──────── EXERCISE DATA
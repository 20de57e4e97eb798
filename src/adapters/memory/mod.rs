//! In-memory adapters for local development and tests.

mod billing_store;

pub use billing_store::InMemoryBillingStore;
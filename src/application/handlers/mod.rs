//! Application handlers.
//!
//! Command and query handlers that orchestrate domain operations.

pub mod billing;
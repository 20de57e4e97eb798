//! State machine trait for status enums.
//!
//! Provides a consistent interface for validating and performing state
//! transitions across entity lifecycle statuses.

use super::ValidationError;

/// Trait for status enums that represent state machines.
///
/// Implementors define valid state transitions and get validated
/// transition methods for free.
pub trait StateMachine: Sized + Copy + PartialEq + std::fmt::Debug {
    /// Returns true if transition from self to target is valid.
    fn can_transition_to(&self, target: &Self) -> bool;

    /// Returns all valid target states from current state.
    fn valid_transitions(&self) -> Vec<Self>;

    /// Performs transition with validation, returning error if invalid.
    fn transition_to(&self, target: Self) -> Result<Self, ValidationError> {
        if self.can_transition_to(&target) {
            Ok(target)
        } else {
            Err(ValidationError::invalid_format(
                "state_transition",
                format!("Cannot transition from {:?} to {:?}", self, target),
            ))
        }
    }

    /// Checks if current state is terminal (no valid outgoing transitions).
    fn is_terminal(&self) -> bool {
        self.valid_transitions().is_empty()
    }
}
────────────────
- WORK TASK:
Output all of the material exactly as written.

- FINISHED TASK:
repository 20de57e4e97eb798
filename src/adapters/memory/mod.rs
//! In-memory adapters for local development and tests.

mod billing_store;

pub use billing_store::InMemoryBillingStore;
filename src/application/handlers/mod.rs
//! Application handlers.
//!
//! Command and query handlers that orchestrate domain operations.

pub mod billing;
repository 20de57e4e97eb798
//! State machine trait for status enums.
//!
//! Provides a consistent interface for validating and performing state
//! transitions across entity lifecycle statuses.

use super::ValidationError;

/// Trait for status enums that represent state machines.
///
/// Implementors define valid state transitions and get validated
/// transition methods for free.
pub trait StateMachine: Sized + Copy + PartialEq + std::fmt::Debug {
    /// Returns true if transition from self to target is valid.
    fn can_transition_to(&self, target: &Self) -> bool;

    /// Returns all valid target states from current state.
    fn valid_transitions(&self) -> Vec<Self>;

    /// Performs transition with validation, returning error if invalid.
    fn transition_to(&self, target: Self) -> Result<Self, ValidationError> {
        if self.can_transition_to(&target) {
            Ok(target)
        } else {
            Err(ValidationError::invalid_format(
                "state_transition",
                format!("Cannot transition from {:?} to {:?}", self, target),
            ))
        }
    }

    /// Checks if current state is terminal (no valid outgoing transitions).
    fn is_terminal(&self) -> bool {
        self.valid_transitions().is_empty()
    }
}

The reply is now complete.